AIM OF THE TASK: The entries are given below. Output each one unchanged.

---------- RAW DATA

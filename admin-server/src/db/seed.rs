//! Startup fixtures
//!
//! Demo data for the in-memory store, mirroring what the admin frontend
//! expects on first load. Seeded accounts with passwords:
//!
//! | login (email or employee id) | password   | role             |
//! |------------------------------|------------|------------------|
//! | bob.li@company.com / U002    | admin123   | Super Admin      |
//! | carol.wang@company.com       | carol123   | Department Admin |
//! | alice.chen@company.com       | dev12345   | Developer        |

use chrono::{Duration, NaiveDate, Utc};
use shared::models::{
    AccountApplication, ApplicationStatus, Branch, BranchKind, BranchStatus, CodeReview,
    Department, Deployment, DeploymentStatus, EntityStatus, Milestone, MilestoneStatus, OrgNode,
    OrgNodeKind, Permission, PermissionKind, PermissionSet, Project, ProjectStatus, Release,
    ReleasePriority, ReleaseStatus, ReportRelation, ReviewStatus, Role, StatCard, TaskSummary,
    TestStatus, User, UserStatus,
};

use super::{DashboardStore, Database, Directory, ProjectStore, ReleaseStore};

/// Build a fully seeded database
pub fn seed() -> Database {
    Database {
        directory: tokio::sync::RwLock::new(directory()),
        projects: tokio::sync::RwLock::new(project_store()),
        releases: tokio::sync::RwLock::new(release_store()),
        dashboard: tokio::sync::RwLock::new(dashboard_store()),
    }
}

fn perm(id: &str, name: &str, kind: PermissionKind, parent: Option<&str>, level: u8) -> Permission {
    Permission {
        id: id.to_string(),
        name: name.to_string(),
        kind,
        parent_id: parent.map(str::to_string),
        level,
    }
}

/// The static permission catalog
pub fn permission_catalog() -> Vec<Permission> {
    use PermissionKind::{Button, Menu};
    vec![
        // System administration
        perm("system", "System", Menu, None, 1),
        perm("user", "User Management", Menu, Some("system"), 2),
        perm("user.read", "View Users", Button, Some("user"), 3),
        perm("user.create", "Create Users", Button, Some("user"), 3),
        perm("user.update", "Edit Users", Button, Some("user"), 3),
        perm("user.delete", "Delete Users", Button, Some("user"), 3),
        perm("role", "Role Management", Menu, Some("system"), 2),
        perm("role.read", "View Roles", Button, Some("role"), 3),
        perm("role.create", "Create Roles", Button, Some("role"), 3),
        perm("role.update", "Edit Roles", Button, Some("role"), 3),
        perm("role.delete", "Delete Roles", Button, Some("role"), 3),
        perm("dept", "Department Management", Menu, Some("system"), 2),
        perm("dept.read", "View Departments", Button, Some("dept"), 3),
        perm("dept.create", "Create Departments", Button, Some("dept"), 3),
        perm("dept.update", "Edit Departments", Button, Some("dept"), 3),
        perm("dept.delete", "Delete Departments", Button, Some("dept"), 3),
        // Business
        perm("business", "Business", Menu, None, 1),
        perm("project", "Project Management", Menu, Some("business"), 2),
        perm("project.read", "View Projects", Button, Some("project"), 3),
        perm("project.create", "Create Projects", Button, Some("project"), 3),
        perm("project.update", "Edit Projects", Button, Some("project"), 3),
    ]
}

--------------------

RESPONSE TO THE EXERCISE:
filename admin-server/src/db/seed.rs
//! Startup fixtures
//!
//! Demo data for the in-memory store, mirroring what the admin frontend
//! expects on first load. Seeded accounts with passwords:
//!
//! | login (email or employee id) | password   | role             |
//! |------------------------------|------------|------------------|
//! | bob.li@company.com / U002    | admin123   | Super Admin      |
//! | carol.wang@company.com       | carol123   | Department Admin |
//! | alice.chen@company.com       | dev12345   | Developer        |

use chrono::{Duration, NaiveDate, Utc};
use shared::models::{
    AccountApplication, ApplicationStatus, Branch, BranchKind, BranchStatus, CodeReview,
    Department, Deployment, DeploymentStatus, EntityStatus, Milestone, MilestoneStatus, OrgNode,
    OrgNodeKind, Permission, PermissionKind, PermissionSet, Project, ProjectStatus, Release,
    ReleasePriority, ReleaseStatus, ReportRelation, ReviewStatus, Role, StatCard, TaskSummary,
    TestStatus, User, UserStatus,
};

use super::{DashboardStore, Database, Directory, ProjectStore, ReleaseStore};

/// Build a fully seeded database
pub fn seed() -> Database {
    Database {
        directory: tokio::sync::RwLock::new(directory()),
        projects: tokio::sync::RwLock::new(project_store()),
        releases: tokio::sync::RwLock::new(release_store()),
        dashboard: tokio::sync::RwLock::new(dashboard_store()),
    }
}

fn perm(id: &str, name: &str, kind: PermissionKind, parent: Option<&str>, level: u8) -> Permission {
    Permission {
        id: id.to_string(),
        name: name.to_string(),
        kind,
        parent_id: parent.map(str::to_string),
        level,
    }
}

/// The static permission catalog
pub fn permission_catalog() -> Vec<Permission> {
    use PermissionKind::{Button, Menu};
    vec![
        // System administration
        perm("system", "System", Menu, None, 1),
        perm("user", "User Management", Menu, Some("system"), 2),
        perm("user.read", "View Users", Button, Some("user"), 3),
        perm("user.create", "Create Users", Button, Some("user"), 3),
        perm("user.update", "Edit Users", Button, Some("user"), 3),
        perm("user.delete", "Delete Users", Button, Some("user"), 3),
        perm("role", "Role Management", Menu, Some("system"), 2),
        perm("role.read", "View Roles", Button, Some("role"), 3),
        perm("role.create", "Create Roles", Button, Some("role"), 3),
        perm("role.update", "Edit Roles", Button, Some("role"), 3),
        perm("role.delete", "Delete Roles", Button, Some("role"), 3),
        perm("dept", "Department Management", Menu, Some("system"), 2),
        perm("dept.read", "View Departments", Button, Some("dept"), 3),
        perm("dept.create", "Create Departments", Button, Some("dept"), 3),
        perm("dept.update", "Edit Departments", Button, Some("dept"), 3),
        perm("dept.delete", "Delete Departments", Button, Some("dept"), 3),
        // Business
        perm("business", "Business", Menu, None, 1),
        perm("project", "Project Management", Menu, Some("business"), 2),
        perm("project.read", "View Projects", Button, Some("project"), 3),
        perm("project.create", "Create Projects", Button, Some("project"), 3),
        perm("project.update", "Edit Projects", Button, Some("project"), 3),
    ]
}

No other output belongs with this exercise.